研究表明 miRNA 与肿瘤的发生、转移、耐药等病理进程密切相关。我们前期发现miR-551在胃癌组织和细胞中，其表达均明显下调，且与胃癌的临床病理分期关系密切。本项目在前期研究基础上，拟建立miR-551稳定过表达及沉默的胃癌细胞系，并构建裸鼠模型，通过生长曲线分析、集落形成、流式细胞分析及侵袭转移相关实验等，探讨miR-551参与胃癌发生发展的作用；通过生物信息学方法、蛋白芯片技术、双荧光素酶报告基因分析、染色质免疫共沉淀及凝胶滞留实验等技术，深入探讨miR-551调控下游靶基因及上游转录调控的机制，阐明miR-551参与胃癌发生发展的分子机制。通过我们的研究，将为胃癌发病机制以及未来的靶向治疗提供新的思路和理论基础。并有望提供新一代特异性高的理想分子标记物应用于胃癌的早期诊断及预后判效。

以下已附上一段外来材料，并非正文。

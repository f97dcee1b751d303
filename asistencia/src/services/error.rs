use reqwest::StatusCode;
use thiserror::Error;

/// Failure to produce a bearer token. Nothing reaches the network when one
/// of these is returned.
#[derive(Debug, Clone, Error, PartialEq)]
pub enum AuthError {
    #[error("not signed in")]
    NotSignedIn,
    #[error("access token expired")]
    Expired,
    #[error("identity provider refused the login: {0}")]
    Denied(String),
    #[error("malformed login callback: {0}")]
    Callback(String),
}

#[derive(Debug, Error)]
pub enum ApiError {
    #[error("authentication failed: {0}")]
    Auth(#[from] AuthError),
    #[error("server rejected the credentials (HTTP {0})")]
    Unauthorized(StatusCode),
    #[error("request failed: {0}")]
    Network(#[from] reqwest::Error),
    /// `success: false` in the envelope. Displays the server message as is.
    #[error("{message}")]
    Application {
        message: String,
        errors: Vec<String>,
    },
    #[error("HTTP {status}: {body}")]
    Status { status: StatusCode, body: String },
    #[error("invalid response: {0}")]
    Decode(#[from] serde_json::Error),
    #[error("response carried no data")]
    MissingData,
    #[error("invalid URL: {0}")]
    InvalidUrl(String),
}

/// Coarse classification driving how a failure is presented.
#[derive(Debug, Clone, Copy, PartialEq, Eq)]
pub enum FailureKind {
    Auth,
    Network,
    Application,
    Validation,
}

impl ApiError {
    pub fn kind(&self) -> FailureKind {
        match self {
            Self::Auth(_) | Self::Unauthorized(_) => FailureKind::Auth,
            Self::Application { .. } => FailureKind::Application,
            Self::Network(_)
            | Self::Status { .. }
            | Self::Decode(_)
            | Self::MissingData
            | Self::InvalidUrl(_) => FailureKind::Network,
        }
    }
}

/// Clonable snapshot of an error, suitable for keeping in view state.
#[derive(Debug, Clone, PartialEq, Eq)]
pub struct Failure {
    pub kind: FailureKind,
    pub message: String,
}

impl Failure {
    pub fn new(kind: FailureKind, message: impl Into<String>) -> Self {
        Self {
            kind,
            message: message.into(),
        }
    }

    pub fn validation(message: impl Into<String>) -> Self {
        Self::new(FailureKind::Validation, message)
    }

    pub fn is_auth(&self) -> bool {
        self.kind == FailureKind::Auth
    }
}

impl From<ApiError> for Failure {
    fn from(error: ApiError) -> Self {
        Self::new(error.kind(), error.to_string())
    }
}

#[cfg(test)]
mod tests {
    use super::*;

    #[test]
    fn application_error_displays_server_message_verbatim() {
        let error = ApiError::Application {
            message: "Grupo no encontrado".into(),
            errors: vec![],
        };
        assert_eq!(error.to_string(), "Grupo no encontrado");
        assert_eq!(Failure::from(error).kind, FailureKind::Application);
    }

    #[test]
    fn credential_failures_classify_as_auth() {
        assert!(Failure::from(ApiError::from(AuthError::Expired)).is_auth());
        assert!(Failure::from(ApiError::Unauthorized(StatusCode::UNAUTHORIZED)).is_auth());
    }

    #[test]
    fn unexpected_status_classifies_as_network() {
        let error = ApiError::Status {
            status: StatusCode::BAD_GATEWAY,
            body: "upstream down".into(),
        };
        assert_eq!(error.kind(), FailureKind::Network);
        assert_eq!(error.to_string(), "HTTP 502 Bad Gateway: upstream down");
    }
}
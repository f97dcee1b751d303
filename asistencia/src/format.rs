//! Spanish display formatting for dates and per-subject colours.

use chrono::{DateTime, Datelike, NaiveDate, NaiveDateTime, Timelike, Weekday};

const WEEKDAYS: [&str; 7] = [
    "lunes",
    "martes",
    "miércoles",
    "jueves",
    "viernes",
    "sábado",
    "domingo",
];

const MONTHS: [&str; 12] = [
    "enero",
    "febrero",
    "marzo",
    "abril",
    "mayo",
    "junio",
    "julio",
    "agosto",
    "septiembre",
    "octubre",
    "noviembre",
    "diciembre",
];

pub const SUBJECT_PALETTE: [&str; 8] = [
    "#3b82f6", "#10b981", "#8b5cf6", "#f97316", "#ef4444", "#14b8a6", "#f59e0b", "#6366f1",
];

fn weekday_name(weekday: Weekday) -> &'static str {
    WEEKDAYS[weekday.num_days_from_monday() as usize]
}

/// "jueves, 16 de octubre de 2026"
pub fn long_date<D: Datelike>(date: &D) -> String {
    format!(
        "{}, {} de {} de {}",
        weekday_name(date.weekday()),
        date.day(),
        MONTHS[date.month0() as usize],
        date.year()
    )
}

/// Formats a session date as sent by the server. The wall-clock time is
/// kept as is; offsets are not converted to local time. Input that does
/// not parse is returned unchanged.
pub fn session_date(raw: &str) -> String {
    let raw = raw.trim();

    let date_time = DateTime::parse_from_rfc3339(raw)
        .map(|parsed| parsed.naive_local())
        .or_else(|_| NaiveDateTime::parse_from_str(raw, "%Y-%m-%dT%H:%M:%S%.f"))
        .or_else(|_| NaiveDateTime::parse_from_str(raw, "%Y-%m-%dT%H:%M"))
        .or_else(|_| NaiveDateTime::parse_from_str(raw, "%Y-%m-%d %H:%M:%S"));

    if let Ok(date_time) = date_time {
        return format!(
            "{}, {:02}:{:02}",
            long_date(&date_time),
            date_time.hour(),
            date_time.minute()
        );
    }

    match NaiveDate::parse_from_str(raw, "%Y-%m-%d") {
        Ok(date) => long_date(&date),
        Err(_) => raw.to_string(),
    }
}

/// Picks a palette colour from a string hash over UTF-16 code units, so
/// every card of the same subject gets the same colour.
pub fn subject_color(subject: &str) -> &'static str {
    // Arithmetic mirrors a double accumulator whose left shift truncates to
    // a signed 32-bit integer.
    let mut hash = 0f64;
    for unit in subject.encode_utf16() {
        let shifted = to_int32(hash).wrapping_shl(5);
        hash = f64::from(unit) + (f64::from(shifted) - hash);
    }
    let index = (hash.abs() % SUBJECT_PALETTE.len() as f64) as usize;
    SUBJECT_PALETTE[index]
}

fn to_int32(value: f64) -> i32 {
    if !value.is_finite() {
        return 0;
    }
    let wrapped = value.trunc().rem_euclid(4_294_967_296.0);
    if wrapped >= 2_147_483_648.0 {
        (wrapped - 4_294_967_296.0) as i32
    } else {
        wrapped as i32
    }
}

According to the papers published recently, microRNA is really important for the tumor formation, metastasis and drug resistance. Our preliminary data demonstrated that the expression of miR-551 were very low in gastric cancer tissues and related cell lines, also which is closely associated to the clinicopathological stages. Based on the above studying, we will construct the relevant stable gastric cancer cell lines. They are miR-551 co-overexpression stable cell lines and co-knockdown stable cell lines, respectively. Moreover, we are going to use the nude mice to construct the relevant animal models. We will clarify the function of miR-551 in gastric cancer after several related experiments: tumor growth curve analysis, colony formation assay, flow cytometry and invasion assay. Furthermore, we will clarify the mechanism that how the two genes regulate their downstream genes and how they effect their transcriptional ways in gastric cancer. Apparently, the Bioinformatics technology, protein microarray, Dual-Luciferase Reporter Assay, Chromatin Immunoprecipitation Assay and Gel shift technique are necessary for our research. Hopefully, some new and useful approaches can be revealed via this studying to cambat gastric cancer. We also try to find a more-specific ideal molecular marker which could be valuable and helpful for the early diagnosis and prognosis evaluation of gastric cancer.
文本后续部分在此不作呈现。